▶ **To do**
Please write out all of the entries without altering anything.

Start of Block

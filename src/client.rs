use async_trait::async_trait;
use chrono::{DateTime, Utc};
use futures::StreamExt;
use reqwest::header::{CONTENT_TYPE, HeaderMap, HeaderValue};
use reqwest::{Client, Response, StatusCode};
use serde::Deserialize;
use serde_json::Value;
use tracing::debug;
use url::Url;

use crate::artifact::ArtifactPayload;
use crate::error::ChatError;
use crate::orchestrator::ChatBackend;
use crate::sandbox::{CodeExecutor, ExecutionResult, SandboxRequest};
use crate::settings::{Credentials, EffectiveSettings};
use crate::transport::{ChatRequest, ChunkStream, record_stream};

const STREAM_PATH: &str = "api/chat/stream";
const MESSAGE_PATH: &str = "api/chat/message";
const SANDBOX_PATH: &str = "api/chat/sandbox/execute";
const HEALTH_PATH: &str = "health";

/// Non-streaming reply from the message endpoint.
#[derive(Debug, Clone, Deserialize, PartialEq)]
pub struct MessageResponse {
    pub content: String,
    #[serde(default)]
    pub is_code_artifact: bool,
    #[serde(default)]
    pub language: Option<String>,
    #[serde(default)]
    pub artifact_id: Option<String>,
    #[serde(default)]
    pub artifacts: Vec<ArtifactPayload>,
    pub session_id: String,
    #[serde(default)]
    pub timestamp: Option<Value>,
}

#[derive(Debug, Clone)]
pub struct ChatApiClient {
    http: Client,
    base_url: Url,
    credentials: Credentials,
    timeout: std::time::Duration,
}

impl ChatApiClient {
    pub fn new(settings: &EffectiveSettings) -> Result<Self, ChatError> {
        let mut base = settings.api_base_url.trim().to_string();
        if !base.ends_with('/') {
            base.push('/');
        }
        let base_url = Url::parse(&base).map_err(|e| ChatError::InvalidBaseUrl(format!("{base}: {e}")))?;
        // Streaming responses have no overall deadline; non-streaming calls set one per request.
        let http = Client::builder().connect_timeout(settings.timeout).build()?;
        Ok(Self { http, base_url, credentials: settings.credentials.clone(), timeout: settings.timeout })
    }

    pub fn base_url(&self) -> &Url {
        &self.base_url
    }

    fn endpoint(&self, path: &str) -> Result<Url, ChatError> {
        self.base_url.join(path).map_err(|e| ChatError::InvalidBaseUrl(e.to_string()))
    }

    fn headers(&self) -> HeaderMap {
        let mut headers = HeaderMap::new();
        headers.insert(CONTENT_TYPE, HeaderValue::from_static("application/json"));
        let keys = [
            ("x-gemini-api-key", &self.credentials.gemini_api_key),
            ("x-e2b-api-key", &self.credentials.e2b_api_key),
        ];
        for (name, key) in keys {
            if let Some(value) = key.as_deref().and_then(|k| HeaderValue::from_str(k).ok()) {
                headers.insert(name, value);
            }
        }
        headers
    }

    pub async fn stream_chat(&self, request: &ChatRequest) -> Result<ChunkStream, ChatError> {
        let url = self.endpoint(STREAM_PATH)?;
        debug!(%url, session_id = %request.session_id, "opening chat stream");
        let response = self.http.post(url).headers(self.headers()).json(request).send().await?;
        let response = check_status(response).await?;
        Ok(record_stream(response.bytes_stream().boxed()))
    }

    pub async fn send_message(&self, request: &ChatRequest) -> Result<MessageResponse, ChatError> {
        let url = self.endpoint(MESSAGE_PATH)?;
        let response = self.http.post(url).headers(self.headers()).timeout(self.timeout).json(request).send().await?;
        Ok(check_status(response).await?.json().await?)
    }

    pub async fn execute_code(&self, request: &SandboxRequest) -> Result<ExecutionResult, ChatError> {
        let url = self.endpoint(SANDBOX_PATH)?;
        let response = self.http.post(url).headers(self.headers()).timeout(self.timeout).json(request).send().await?;
        Ok(check_status(response).await?.json().await?)
    }

    pub async fn health_check(&self) -> Result<Value, ChatError> {
        let url = self.endpoint(HEALTH_PATH)?;
        let response = self.http.get(url).headers(self.headers()).timeout(self.timeout).send().await?;
        Ok(check_status(response).await?.json().await?)
    }
}

async fn check_status(response: Response) -> Result<Response, ChatError> {
    let status = response.status();
    if status.is_success() {
        return Ok(response);
    }
    let body = response.text().await.unwrap_or_default();
    Err(ChatError::Status(status, error_message(status, &body)))
}

/// Pulls `detail` or `error` out of a JSON error body, falling back to the raw body.
pub fn error_message(status: StatusCode, body: &str) -> String {
    let from_json = serde_json::from_str::<Value>(body).ok().and_then(|v| {
        ["detail", "error", "message"]
            .iter()
            .find_map(|k| v.get(*k).and_then(Value::as_str).map(ToString::to_string))
    });
    match from_json {
        Some(message) => message,
        None if body.trim().is_empty() => status.canonical_reason().unwrap_or("request failed").to_string(),
        None => body.trim().to_string(),
    }
}

#[async_trait]
impl ChatBackend for ChatApiClient {
    async fn open_stream(&self, request: &ChatRequest) -> Result<ChunkStream, ChatError> {
        self.stream_chat(request).await
    }
}

#[async_trait]
impl CodeExecutor for ChatApiClient {
    async fn execute(&self, request: SandboxRequest) -> Result<ExecutionResult, ChatError> {
        self.execute_code(&request).await
    }
}

impl MessageResponse {
    pub fn timestamp(&self) -> Option<DateTime<Utc>> {
        self.timestamp
            .as_ref()
            .and_then(Value::as_str)
            .and_then(|s| DateTime::parse_from_rfc3339(s).ok())
            .map(|d| d.with_timezone(&Utc))
    }
}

End of Block

▶ **Answer for the task**
filename src/client.rs
use async_trait::async_trait;
use chrono::{DateTime, Utc};
use futures::StreamExt;
use reqwest::header::{CONTENT_TYPE, HeaderMap, HeaderValue};
use reqwest::{Client, Response, StatusCode};
use serde::Deserialize;
use serde_json::Value;
use tracing::debug;
use url::Url;

use crate::artifact::ArtifactPayload;
use crate::error::ChatError;
use crate::orchestrator::ChatBackend;
use crate::sandbox::{CodeExecutor, ExecutionResult, SandboxRequest};
use crate::settings::{Credentials, EffectiveSettings};
use crate::transport::{ChatRequest, ChunkStream, record_stream};

const STREAM_PATH: &str = "api/chat/stream";
const MESSAGE_PATH: &str = "api/chat/message";
const SANDBOX_PATH: &str = "api/chat/sandbox/execute";
const HEALTH_PATH: &str = "health";

/// Non-streaming reply from the message endpoint.
#[derive(Debug, Clone, Deserialize, PartialEq)]
pub struct MessageResponse {
    pub content: String,
    #[serde(default)]
    pub is_code_artifact: bool,
    #[serde(default)]
    pub language: Option<String>,
    #[serde(default)]
    pub artifact_id: Option<String>,
    #[serde(default)]
    pub artifacts: Vec<ArtifactPayload>,
    pub session_id: String,
    #[serde(default)]
    pub timestamp: Option<Value>,
}

#[derive(Debug, Clone)]
pub struct ChatApiClient {
    http: Client,
    base_url: Url,
    credentials: Credentials,
    timeout: std::time::Duration,
}

impl ChatApiClient {
    pub fn new(settings: &EffectiveSettings) -> Result<Self, ChatError> {
        let mut base = settings.api_base_url.trim().to_string();
        if !base.ends_with('/') {
            base.push('/');
        }
        let base_url = Url::parse(&base).map_err(|e| ChatError::InvalidBaseUrl(format!("{base}: {e}")))?;
        // Streaming responses have no overall deadline; non-streaming calls set one per request.
        let http = Client::builder().connect_timeout(settings.timeout).build()?;
        Ok(Self { http, base_url, credentials: settings.credentials.clone(), timeout: settings.timeout })
    }

    pub fn base_url(&self) -> &Url {
        &self.base_url
    }

    fn endpoint(&self, path: &str) -> Result<Url, ChatError> {
        self.base_url.join(path).map_err(|e| ChatError::InvalidBaseUrl(e.to_string()))
    }

    fn headers(&self) -> HeaderMap {
        let mut headers = HeaderMap::new();
        headers.insert(CONTENT_TYPE, HeaderValue::from_static("application/json"));
        let keys = [
            ("x-gemini-api-key", &self.credentials.gemini_api_key),
            ("x-e2b-api-key", &self.credentials.e2b_api_key),
        ];
        for (name, key) in keys {
            if let Some(value) = key.as_deref().and_then(|k| HeaderValue::from_str(k).ok()) {
                headers.insert(name, value);
            }
        }
        headers
    }

    pub async fn stream_chat(&self, request: &ChatRequest) -> Result<ChunkStream, ChatError> {
        let url = self.endpoint(STREAM_PATH)?;
        debug!(%url, session_id = %request.session_id, "opening chat stream");
        let response = self.http.post(url).headers(self.headers()).json(request).send().await?;
        let response = check_status(response).await?;
        Ok(record_stream(response.bytes_stream().boxed()))
    }

    pub async fn send_message(&self, request: &ChatRequest) -> Result<MessageResponse, ChatError> {
        let url = self.endpoint(MESSAGE_PATH)?;
        let response = self.http.post(url).headers(self.headers()).timeout(self.timeout).json(request).send().await?;
        Ok(check_status(response).await?.json().await?)
    }

    pub async fn execute_code(&self, request: &SandboxRequest) -> Result<ExecutionResult, ChatError> {
        let url = self.endpoint(SANDBOX_PATH)?;
        let response = self.http.post(url).headers(self.headers()).timeout(self.timeout).json(request).send().await?;
        Ok(check_status(response).await?.json().await?)
    }

    pub async fn health_check(&self) -> Result<Value, ChatError> {
        let url = self.endpoint(HEALTH_PATH)?;
        let response = self.http.get(url).headers(self.headers()).timeout(self.timeout).send().await?;
        Ok(check_status(response).await?.json().await?)
    }
}

async fn check_status(response: Response) -> Result<Response, ChatError> {
    let status = response.status();
    if status.is_success() {
        return Ok(response);
    }
    let body = response.text().await.unwrap_or_default();
    Err(ChatError::Status(status, error_message(status, &body)))
}

/// Pulls `detail` or `error` out of a JSON error body, falling back to the raw body.
pub fn error_message(status: StatusCode, body: &str) -> String {
    let from_json = serde_json::from_str::<Value>(body).ok().and_then(|v| {
        ["detail", "error", "message"]
            .iter()
            .find_map(|k| v.get(*k).and_then(Value::as_str).map(ToString::to_string))
    });
    match from_json {
        Some(message) => message,
        None if body.trim().is_empty() => status.canonical_reason().unwrap_or("request failed").to_string(),
        None => body.trim().to_string(),
    }
}

#[async_trait]
impl ChatBackend for ChatApiClient {
    async fn open_stream(&self, request: &ChatRequest) -> Result<ChunkStream, ChatError> {
        self.stream_chat(request).await
    }
}

#[async_trait]
impl CodeExecutor for ChatApiClient {
    async fn execute(&self, request: SandboxRequest) -> Result<ExecutionResult, ChatError> {
        self.execute_code(&request).await
    }
}

impl MessageResponse {
    pub fn timestamp(&self) -> Option<DateTime<Utc>> {
        self.timestamp
            .as_ref()
            .and_then(Value::as_str)
            .and_then(|s| DateTime::parse_from_rfc3339(s).ok())
            .map(|d| d.with_timezone(&Utc))
    }
}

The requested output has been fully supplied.